Figure 2.

Perforin expression in the human KHYG1 NK cell line from LV vectors carrying the MND, PGK, and PRF promoters. (a) Bidirectional LV vector design with a mini-CMV promoter driving the human tNGFR cDNA in one direction, and (i) MNDU3 promoter (MND4T), (ii) tissue-specific perforin gene promoter (PRF0T), or (iii) phosphoglycerate kinase (PGK4T) promoter driving expression of perforin in the opposite direction. miR126 target sequences (red vertical lines) were placed downstream of the woodchuck posttranscriptional regulatory element (WPRE) in the MND and PGK vectors. (b) Relative Prf1 mRNA expression in wild-type KHYG1 cells (WT), KHYG1 permanently transduced with prf1 shRNA to the 3′ UTR of the prf1 gene (KHYG1 KD), and KD cells transduced (and selected for tNGFR⁺) with the three LV vectors.

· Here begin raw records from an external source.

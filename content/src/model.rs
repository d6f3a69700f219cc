//! Typed landing page document.
//!
//! Every struct defaults field-by-field so documents written by older
//! admin builds (missing keys) still load. Wrong types are a parse error,
//! which the store turns into the default document.

use std::collections::BTreeMap;

use chrono::{DateTime, Utc};
use serde::{Deserialize, Serialize};

use crate::defaults::default_content;

/// Root document persisted as a single JSON file.
///
/// A missing top-level section deserializes to the built-in section from
/// [`default_content`], the same one served when the file is missing.
/// `Default` itself is the empty document.
#[derive(Debug, Clone, Default, PartialEq, Serialize, Deserialize)]
#[serde(default = "default_content", rename_all = "camelCase")]
pub struct LandingPageContent {
    pub metadata: Metadata,
    pub content: ContentSections,
    pub contact: BusinessContactData,
    pub theme: Theme,
    pub layout: Layout,
    pub experiments: Experiments,
}

#[derive(Debug, Clone, PartialEq, Serialize, Deserialize)]
#[serde(default, rename_all = "camelCase")]
pub struct Metadata {
    pub version: String,
    #[serde(skip_serializing_if = "Option::is_none")]
    pub last_updated: Option<DateTime<Utc>>,
}

impl Default for Metadata {
    fn default() -> Self {
        Self {
            version: "1.0".to_string(),
            last_updated: None,
        }
    }
}

// ─────────────────────────────────────────────────────────────────────────────
// Content sections
// ─────────────────────────────────────────────────────────────────────────────

#[derive(Debug, Clone, Default, PartialEq, Serialize, Deserialize)]
#[serde(default, rename_all = "camelCase")]
pub struct ContentSections {
    pub hero_banners: Vec<HeroBanner>,
    pub seasonal_plants: Vec<SeasonalPlant>,
    pub plant_tips: Vec<PlantTip>,
    pub social_proof: SocialProof,
    pub newsletter: Newsletter,
}

/// List entities that the public view filters and sorts.
pub trait Displayable {
    fn is_active(&self) -> bool;
    fn display_order(&self) -> i32;
}

macro_rules! impl_displayable {
    ($($ty:ty),* $(,)?) => {
        $(
            impl Displayable for $ty {
                fn is_active(&self) -> bool {
                    self.is_active
                }

                fn display_order(&self) -> i32 {
                    self.display_order
                }
            }
        )*
    };
}

#[derive(Debug, Clone, Default, PartialEq, Serialize, Deserialize)]
#[serde(default, rename_all = "camelCase")]
pub struct HeroBanner {
    pub id: String,
    pub image_url: String,
    pub alt_text: String,
    pub headline: String,
    #[serde(skip_serializing_if = "Option::is_none")]
    pub subheadline: Option<String>,
    #[serde(skip_serializing_if = "Option::is_none")]
    pub cta_text: Option<String>,
    #[serde(skip_serializing_if = "Option::is_none")]
    pub cta_link: Option<String>,
    pub is_active: bool,
    pub display_order: i32,
}

#[derive(Debug, Clone, Copy, Default, PartialEq, Eq, Serialize, Deserialize)]
#[serde(rename_all = "kebab-case")]
pub enum Season {
    Spring,
    Summer,
    Fall,
    Winter,
    #[default]
    YearRound,
}

#[derive(Debug, Clone, Default, PartialEq, Serialize, Deserialize)]
#[serde(default, rename_all = "camelCase")]
pub struct SeasonalPlant {
    pub id: String,
    pub name: String,
    pub description: String,
    #[serde(skip_serializing_if = "Option::is_none")]
    pub image_url: Option<String>,
    pub season: Season,
    #[serde(skip_serializing_if = "Option::is_none")]
    pub care_level: Option<String>,
    pub is_active: bool,
    pub display_order: i32,
}

#[derive(Debug, Clone, Default, PartialEq, Serialize, Deserialize)]
#[serde(default, rename_all = "camelCase")]
pub struct PlantTip {
    pub id: String,
    pub title: String,
    pub content: String,
    #[serde(skip_serializing_if = "Option::is_none")]
    pub category: Option<String>,
    #[serde(skip_serializing_if = "Option::is_none")]
    pub season: Option<Season>,
    pub is_active: bool,
    pub display_order: i32,
}

#[derive(Debug, Clone, Default, PartialEq, Serialize, Deserialize)]
#[serde(default, rename_all = "camelCase")]
pub struct SocialProof {
    pub headline: String,
    #[serde(skip_serializing_if = "Option::is_none")]
    pub subheadline: Option<String>,
    pub stats: Vec<Stat>,
    pub testimonials: Vec<Testimonial>,
}

#[derive(Debug, Clone, Default, PartialEq, Serialize, Deserialize)]
#[serde(default, rename_all = "camelCase")]
pub struct Stat {
    pub label: String,
    pub value: String,
}

#[derive(Debug, Clone, Default, PartialEq, Serialize, Deserialize)]
#[serde(default, rename_all = "camelCase")]
pub struct Testimonial {
    pub id: String,
    pub author: String,
    pub quote: String,
    #[serde(skip_serializing_if = "Option::is_none")]
    pub rating: Option<u8>,
    #[serde(skip_serializing_if = "Option::is_none")]
    pub location: Option<String>,
    pub is_active: bool,
    pub display_order: i32,
}

impl_displayable!(HeroBanner, SeasonalPlant, PlantTip, Testimonial);

#[derive(Debug, Clone, Default, PartialEq, Serialize, Deserialize)]
#[serde(default, rename_all = "camelCase")]
pub struct Newsletter {
    pub enabled: bool,
    pub title: String,
    pub description: String,
    pub button_text: String,
}

// ─────────────────────────────────────────────────────────────────────────────
// Contact / location
// ─────────────────────────────────────────────────────────────────────────────

#[derive(Debug, Clone, Default, PartialEq, Serialize, Deserialize)]
#[serde(default, rename_all = "camelCase")]
pub struct BusinessContactData {
    pub business_name: String,
    pub phone: String,
    pub email: String,
    pub address: Address,
    pub hours: BusinessHours,
    #[serde(skip_serializing_if = "Option::is_none")]
    pub coordinates: Option<Coordinates>,
    #[serde(skip_serializing_if = "Option::is_none")]
    pub directions_url: Option<String>,
    pub social_links: SocialLinks,
}

#[derive(Debug, Clone, Default, PartialEq, Serialize, Deserialize)]
#[serde(default, rename_all = "camelCase")]
pub struct Address {
    pub street: String,
    pub city: String,
    pub state: String,
    pub zip: String,
    #[serde(skip_serializing_if = "Option::is_none")]
    pub country: Option<String>,
}

#[derive(Debug, Clone, Copy, Default, PartialEq, Serialize, Deserialize)]
pub struct Coordinates {
    pub lat: f64,
    pub lng: f64,
}

#[derive(Debug, Clone, Default, PartialEq, Serialize, Deserialize)]
#[serde(default, rename_all = "camelCase")]
pub struct SocialLinks {
    #[serde(skip_serializing_if = "Option::is_none")]
    pub facebook: Option<String>,
    #[serde(skip_serializing_if = "Option::is_none")]
    pub instagram: Option<String>,
    #[serde(skip_serializing_if = "Option::is_none")]
    pub twitter: Option<String>,
    #[serde(skip_serializing_if = "Option::is_none")]
    pub pinterest: Option<String>,
}

/// Opening hours as free-form strings, one per weekday.
///
/// The admin form writes `"Closed"` for a day with the closed toggle set;
/// anything else is displayed verbatim.
#[derive(Debug, Clone, Default, PartialEq, Eq, Serialize, Deserialize)]
#[serde(default, rename_all = "camelCase")]
pub struct BusinessHours {
    pub monday: String,
    pub tuesday: String,
    pub wednesday: String,
    pub thursday: String,
    pub friday: String,
    pub saturday: String,
    pub sunday: String,
}

pub const CLOSED: &str = "Closed";

impl BusinessHours {
    /// Days in display order paired with their hours.
    fn days(&self) -> [(&'static str, &str); 7] {
        [
            ("monday", self.monday.as_str()),
            ("tuesday", self.tuesday.as_str()),
            ("wednesday", self.wednesday.as_str()),
            ("thursday", self.thursday.as_str()),
            ("friday", self.friday.as_str()),
            ("saturday", self.saturday.as_str()),
            ("sunday", self.sunday.as_str()),
        ]
    }

    /// Hours for a lowercase weekday name.
    fn get(&self, day: &str) -> Option<&str> {
        self.days()
            .into_iter()
            .find(|(name, _)| *name == day)
            .map(|(_, hours)| hours)
    }

    /// Whether the given day is closed. Unknown day names return `None`.
    pub fn is_closed(&self, day: &str) -> Option<bool> {
        self.get(day).map(|hours| {
            let hours = hours.trim();
            hours.is_empty() || hours.eq_ignore_ascii_case(CLOSED)
        })
    }
}

// ─────────────────────────────────────────────────────────────────────────────
// Settings: theme, layout, experiments
// ─────────────────────────────────────────────────────────────────────────────

#[derive(Debug, Clone, PartialEq, Eq, Serialize, Deserialize)]
#[serde(default, rename_all = "camelCase")]
pub struct Theme {
    pub primary_color: String,
    pub secondary_color: String,
    pub accent_color: String,
    pub font_family: String,
    pub dark_mode: bool,
}

impl Default for Theme {
    fn default() -> Self {
        Self {
            primary_color: "#2e7d32".to_string(),
            secondary_color: "#8d6e63".to_string(),
            accent_color: "#f9a825".to_string(),
            font_family: "Roboto, sans-serif".to_string(),
            dark_mode: false,
        }
    }
}

#[derive(Debug, Clone, Default, PartialEq, Eq, Serialize, Deserialize)]
#[serde(default, rename_all = "camelCase")]
pub struct Layout {
    pub sections: BTreeMap<String, SectionLayout>,
    pub container_width: String,
}

#[derive(Debug, Clone, Copy, PartialEq, Eq, Serialize, Deserialize)]
#[serde(default)]
pub struct SectionLayout {
    pub enabled: bool,
    pub order: i32,
}

impl Default for SectionLayout {
    fn default() -> Self {
        Self {
            enabled: true,
            order: 0,
        }
    }
}

#[derive(Debug, Clone, Default, PartialEq, Eq, Serialize, Deserialize)]
#[serde(default, rename_all = "camelCase")]
pub struct Experiments {
    pub ab_testing: AbTestingSettings,
}

#[derive(Debug, Clone, Default, PartialEq, Eq, Serialize, Deserialize)]
#[serde(default, rename_all = "camelCase")]
pub struct AbTestingSettings {
    pub enabled: bool,
    pub active_test_id: Option<String>,
}

impl AbTestingSettings {
    /// The referenced active test id, when experiments are enabled.
    pub fn running_test_id(&self) -> Option<&str> {
        if self.enabled {
            self.active_test_id.as_deref()
        } else {
            None
        }
    }
}

#[cfg(test)]
mod tests {
    use super::*;
    use pretty_assertions::assert_eq;

    #[test]
    fn closed_day_detection() {
        let hours = BusinessHours {
            monday: "9:00 AM - 5:00 PM".to_string(),
            sunday: " closed ".to_string(),
            ..Default::default()
        };
        assert_eq!(hours.is_closed("monday"), Some(false));
        assert_eq!(hours.is_closed("sunday"), Some(true));
        // Empty strings count as closed.
        assert_eq!(hours.is_closed("tuesday"), Some(true));
        assert_eq!(hours.is_closed("someday"), None);
    }

    #[test]
    fn missing_keys_fall_back_to_defaults() {
        let doc: LandingPageContent =
            serde_json::from_str(r#"{"contact":{"phone":"555-0100"}}"#).unwrap();
        assert_eq!(doc.contact.phone, "555-0100");
        assert_eq!(doc.metadata.version, "1.0");
        assert_eq!(doc.theme, Theme::default());
        // Missing sections come from the built-in document, not empty defaults.
        assert_eq!(doc.content, default_content().content);
        assert_eq!(doc.layout.sections.len(), 6);
        // Present sections default field by field.
        assert_eq!(doc.contact.business_name, "");
    }

    #[test]
    fn present_but_empty_sections_stay_empty() {
        let doc: LandingPageContent =
            serde_json::from_str(r#"{"content":{"plantTips":[]}}"#).unwrap();
        assert!(doc.content.plant_tips.is_empty());
        assert!(doc.content.hero_banners.is_empty());
        assert!(!doc.layout.sections.is_empty());
    }

    #[test]
    fn wrong_types_are_rejected() {
        let result: Result<LandingPageContent, _> =
            serde_json::from_str(r#"{"content":{"heroBanners":"nope"}}"#);
        assert!(result.is_err());
    }

    #[test]
    fn camel_case_keys() {
        let banner = HeroBanner {
            id: "b1".to_string(),
            is_active: true,
            display_order: 3,
            ..Default::default()
        };
        let value = serde_json::to_value(&banner).unwrap();
        assert_eq!(value["isActive"], true);
        assert_eq!(value["displayOrder"], 3);
        assert!(value.get("ctaText").is_none());
    }

    #[test]
    fn running_test_requires_enabled_flag() {
        let mut ab = AbTestingSettings {
            enabled: false,
            active_test_id: Some("t1".to_string()),
        };
        assert_eq!(ab.running_test_id(), None);
        ab.enabled = true;
        assert_eq!(ab.running_test_id(), Some("t1"));
    }
}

Expression is normalized to KHYG1 KD mRNA expression (n = 3 experiments). (c) Representative fluorescence-activated cell-sorting (FACS) plots showing perforin versus tNGFR expression in wild-type and KD KHYG1 cells, and KHYG1 KD cells transduced with MND4T, PGK4T, or PRF0T LV vector; bar diagram shows the cumulative results of Prf1 mean fluorescence intensity (MFI) in these cells (n = 3 experiments). (d) Representative Western blot analysis showing relative perforin protein in KHYG1 WT, KD, and KD cells transduced with the three LV vectors. Numbers represent fold increase in expression over KD cells. (e) Cumulative data from Western blots showing fold increase in Prf1 protein expression compared with KHYG1 KD cells. Error bars represent the SEM. *p < 0.05.